◆ **Task item**
A single count is required: the lines of the data below in which the word "extracted" occurs.

*** Data records ***

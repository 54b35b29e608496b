//! Input resolution: normalise a user-supplied path or URL to a local PDF.
//!
//! pdfium opens documents by path, so URL inputs are downloaded into a
//! `TempDir` that lives as long as the [`ResolvedInput`]. The `%PDF` magic
//! bytes are checked up front; anything else is rejected before parsing.

use crate::error::SemFitError;
use std::io::Read;
use std::path::{Path, PathBuf};
use tempfile::TempDir;
use tracing::{debug, info};

const PDF_MAGIC: &[u8; 4] = b"%PDF";

/// The resolved input: a local path or a downloaded temp file.
pub enum ResolvedInput {
    /// Input was already a local file.
    Local(PathBuf),
    /// Input was a URL; the PDF lives in a temp directory until drop.
    Downloaded { path: PathBuf, _temp_dir: TempDir },
}

impl ResolvedInput {
    /// Path to the PDF file regardless of how it was resolved.
    pub fn path(&self) -> &Path {
        match self {
            ResolvedInput::Local(p) => p,
            ResolvedInput::Downloaded { path, .. } => path,
        }
    }
}

/// Check if the input string looks like a URL.
pub fn is_url(input: &str) -> bool {
    input.starts_with("http://") || input.starts_with("https://")
}

/// Resolve the input string to a local PDF file path.
pub async fn resolve_input(input: &str, timeout_secs: u64) -> Result<ResolvedInput, SemFitError> {
    if input.trim().is_empty() {
        return Err(SemFitError::InvalidInput {
            input: input.to_string(),
        });
    }
    if is_url(input) {
        download_url(input, timeout_secs).await
    } else {
        resolve_local(input)
    }
}

/// Validate existence, readability and PDF magic bytes of a local file.
fn resolve_local(path_str: &str) -> Result<ResolvedInput, SemFitError> {
    let path = PathBuf::from(path_str);

    if !path.is_file() {
        return Err(SemFitError::FileNotFound { path });
    }

    match std::fs::File::open(&path) {
        Ok(mut f) => {
            let mut magic = [0u8; 4];
            let n = f.read(&mut magic).unwrap_or(0);
            if n < 4 || &magic != PDF_MAGIC {
                return Err(SemFitError::NotAPdf { path, magic });
            }
        }
        Err(e) if e.kind() == std::io::ErrorKind::PermissionDenied => {
            return Err(SemFitError::PermissionDenied { path });
        }
        Err(_) => {
            return Err(SemFitError::FileNotFound { path });
        }
    }

    debug!("Resolved local PDF: {}", path.display());
    Ok(ResolvedInput::Local(path))
}

/// Download a URL to a temporary directory and return the path.
async fn download_url(url: &str, timeout_secs: u64) -> Result<ResolvedInput, SemFitError> {
    info!("Downloading PDF from: {}", url);

    let parsed = reqwest::Url::parse(url).map_err(|_| SemFitError::InvalidInput {
        input: url.to_string(),
    })?;

    let client = reqwest::Client::builder()
        .timeout(std::time::Duration::from_secs(timeout_secs))
        .build()
        .map_err(|e| SemFitError::DownloadFailed {
            url: url.to_string(),
            reason: e.to_string(),
        })?;

    let response = client.get(parsed.clone()).send().await.map_err(|e| {
        if e.is_timeout() {
            SemFitError::DownloadTimeout {
                url: url.to_string(),
                secs: timeout_secs,
            }
        } else {
            SemFitError::DownloadFailed {
                url: url.to_string(),
                reason: e.to_string(),
            }
        }
    })?;

    if !response.status().is_success() {
        return Err(SemFitError::DownloadFailed {
            url: url.to_string(),
            reason: format!("HTTP {}", response.status()),
        });
    }

    let bytes = response
        .bytes()
        .await
        .map_err(|e| SemFitError::DownloadFailed {
            url: url.to_string(),
            reason: e.to_string(),
        })?;

    let temp_dir = TempDir::new().map_err(|e| SemFitError::Internal(e.to_string()))?;
    let file_path = temp_dir.path().join(filename_from_url(&parsed));

    if bytes.len() < 4 || &bytes[..4] != PDF_MAGIC {
        let mut magic = [0u8; 4];
        let n = bytes.len().min(4);
        magic[..n].copy_from_slice(&bytes[..n]);
        return Err(SemFitError::NotAPdf {
            path: file_path,
            magic,
        });
    }

    tokio::fs::write(&file_path, &bytes)
        .await
        .map_err(|e| SemFitError::Internal(format!("Failed to write temp file: {}", e)))?;

    info!("Downloaded to: {}", file_path.display());

    Ok(ResolvedInput::Downloaded {
        path: file_path,
        _temp_dir: temp_dir,
    })
}

/// Last path segment when it looks like a file name, else `downloaded.pdf`.
fn filename_from_url(url: &reqwest::Url) -> String {
    url.path_segments()
        .and_then(|mut segments| segments.next_back())
        .filter(|last| !last.is_empty() && last.contains('.'))
        .map(str::to_string)
        .unwrap_or_else(|| "downloaded.pdf".to_string())
}
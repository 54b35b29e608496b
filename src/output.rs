//! Result types returned by the analysis entry points.

use crate::error::IndexParseFailure;
use crate::fit_index::FitIndexReport;
use crate::pipeline::chart::BarChart;
use crate::pipeline::table::FitTable;
use serde::Serialize;
use std::path::PathBuf;

/// Everything derived from one uploaded document.
#[derive(Debug, Clone, Serialize)]
pub struct AnalysisOutput {
    /// Full extracted text. Not serialised; see `preview`.
    #[serde(skip)]
    pub source_text: String,
    /// First `preview_chars` characters of the extracted text.
    pub preview: String,
    pub report: FitIndexReport,
    /// Indices whose numeric-looking token failed to parse.
    pub parse_failures: Vec<IndexParseFailure>,
    /// `None` when no index has a value.
    pub chart: Option<BarChart>,
    pub metadata: DocumentMetadata,
    pub stats: AnalysisStats,
}

impl AnalysisOutput {
    pub fn table(&self) -> FitTable {
        FitTable::from_report(&self.report)
    }

    /// True when no fit index was found at all.
    pub fn is_empty_result(&self) -> bool {
        self.report.has_no_values()
    }
}

#[derive(Debug, Clone, Default, PartialEq, Eq, Serialize)]
pub struct AnalysisStats {
    pub page_count: usize,
    /// Characters (not bytes) of extracted text.
    pub source_chars: usize,
    pub indices_found: usize,
    pub read_duration_ms: u64,
    pub extract_duration_ms: u64,
    pub total_duration_ms: u64,
}

/// Document-level metadata reported by the PDF parser.
#[derive(Debug, Clone, Default, PartialEq, Eq, Serialize)]
pub struct DocumentMetadata {
    pub title: Option<String>,
    pub author: Option<String>,
    pub subject: Option<String>,
    pub creator: Option<String>,
    pub producer: Option<String>,
    pub page_count: usize,
    pub pdf_version: String,
}

/// A successfully generated path diagram.
#[derive(Debug, Clone, Serialize)]
pub struct DiagramOutput {
    pub path: PathBuf,
    pub width: u32,
    pub height: u32,
    #[serde(skip)]
    pub png: Vec<u8>,
    pub duration_ms: u64,
}
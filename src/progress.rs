//! Progress-callback trait for pipeline stage events.
//!
//! Inject an [`Arc<dyn AnalysisProgressCallback>`] via
//! [`crate::config::AnalysisConfigBuilder::progress_callback`] to be told when
//! each stage starts and finishes. The CLI uses it to drive a spinner; a web
//! front end could forward the same events to a socket.
//!
//! # Example
//!
//! ```rust
//! use semfit::{AnalysisConfig, AnalysisProgressCallback, Stage};
//! use std::sync::{Arc, atomic::{AtomicUsize, Ordering}};
//!
//! struct CountingCallback {
//!     finished: AtomicUsize,
//! }
//!
//! impl AnalysisProgressCallback for CountingCallback {
//!     fn on_stage_complete(&self, stage: Stage, elapsed_ms: u64) {
//!         self.finished.fetch_add(1, Ordering::SeqCst);
//!         eprintln!("{stage} done in {elapsed_ms}ms");
//!     }
//! }
//!
//! let counter = Arc::new(CountingCallback { finished: AtomicUsize::new(0) });
//!
//! let config = AnalysisConfig::builder()
//!     .progress_callback(counter as Arc<dyn AnalysisProgressCallback>)
//!     .build()
//!     .unwrap();
//! ```

use std::fmt;
use std::sync::Arc;

/// A pipeline stage, in execution order.
#[derive(Debug, Clone, Copy, PartialEq, Eq, serde::Serialize)]
pub enum Stage {
    ResolveInput,
    ReadDocument,
    ExtractIndices,
    BuildChart,
    GenerateDiagram,
}

impl fmt::Display for Stage {
    fn fmt(&self, f: &mut fmt::Formatter<'_>) -> fmt::Result {
        let s = match self {
            Stage::ResolveInput => "Resolving input",
            Stage::ReadDocument => "Reading PDF text",
            Stage::ExtractIndices => "Extracting fit indices",
            Stage::BuildChart => "Building chart",
            Stage::GenerateDiagram => "Generating path diagram",
        };
        f.write_str(s)
    }
}

/// Called by the analysis pipeline as it moves through its stages.
///
/// All methods have default no-op implementations so callers only override
/// what they care about.
pub trait AnalysisProgressCallback: Send + Sync {
    /// Called when a stage begins.
    fn on_stage_start(&self, stage: Stage) {
        let _ = stage;
    }

    /// Called when a stage finishes successfully.
    fn on_stage_complete(&self, stage: Stage, elapsed_ms: u64) {
        let _ = (stage, elapsed_ms);
    }

    /// Called once the document is open.
    ///
    /// # Arguments
    /// * `page_count` — pages in the document
    /// * `chars`      — characters of extracted text
    fn on_document_read(&self, page_count: usize, chars: usize) {
        let _ = (page_count, chars);
    }

    /// Called when a stage fails; the error is rendered to a string.
    fn on_stage_error(&self, stage: Stage, error: &str) {
        let _ = (stage, error);
    }
}

/// A no-op implementation for callers that don't need progress events.
pub struct NoopProgressCallback;

impl AnalysisProgressCallback for NoopProgressCallback {}

/// Convenience alias matching the type stored in [`crate::config::AnalysisConfig`].
pub type ProgressCallback = Arc<dyn AnalysisProgressCallback>;

#[cfg(test)]
mod tests {
    use super::*;
    use std::sync::atomic::{AtomicUsize, Ordering};
    use std::sync::Mutex;

    #[derive(Default)]
    struct TrackingCallback {
        starts: AtomicUsize,
        stages: Mutex<Vec<Stage>>,
        errors: AtomicUsize,
        pages: AtomicUsize,
    }

    impl AnalysisProgressCallback for TrackingCallback {
        fn on_stage_start(&self, _stage: Stage) {
            self.starts.fetch_add(1, Ordering::SeqCst);
        }

        fn on_stage_complete(&self, stage: Stage, _elapsed_ms: u64) {
            self.stages.lock().unwrap().push(stage);
        }

        fn on_document_read(&self, page_count: usize, _chars: usize) {
            self.pages.store(page_count, Ordering::SeqCst);
        }

        fn on_stage_error(&self, _stage: Stage, _error: &str) {
            self.errors.fetch_add(1, Ordering::SeqCst);
        }
    }

    #[test]
    fn noop_callback_does_not_panic() {
        let cb = NoopProgressCallback;
        cb.on_stage_start(Stage::ReadDocument);
        cb.on_document_read(3, 1200);
        cb.on_stage_complete(Stage::ReadDocument, 12);
        cb.on_stage_error(Stage::GenerateDiagram, "no Rscript");
    }

    #[test]
    fn tracking_callback_receives_events() {
        let tracker = TrackingCallback::default();
        tracker.on_stage_start(Stage::ReadDocument);
        tracker.on_document_read(4, 900);
        tracker.on_stage_complete(Stage::ReadDocument, 5);
        tracker.on_stage_start(Stage::ExtractIndices);
        tracker.on_stage_complete(Stage::ExtractIndices, 1);
        tracker.on_stage_error(Stage::GenerateDiagram, "timeout");

        assert_eq!(tracker.starts.load(Ordering::SeqCst), 2);
        assert_eq!(tracker.pages.load(Ordering::SeqCst), 4);
        assert_eq!(tracker.errors.load(Ordering::SeqCst), 1);
        assert_eq!(
            *tracker.stages.lock().unwrap(),
            vec![Stage::ReadDocument, Stage::ExtractIndices]
        );
    }

    #[test]
    fn stage_display() {
        assert_eq!(Stage::ExtractIndices.to_string(), "Extracting fit indices");
    }
}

***

◆ **Response to the exercise**
4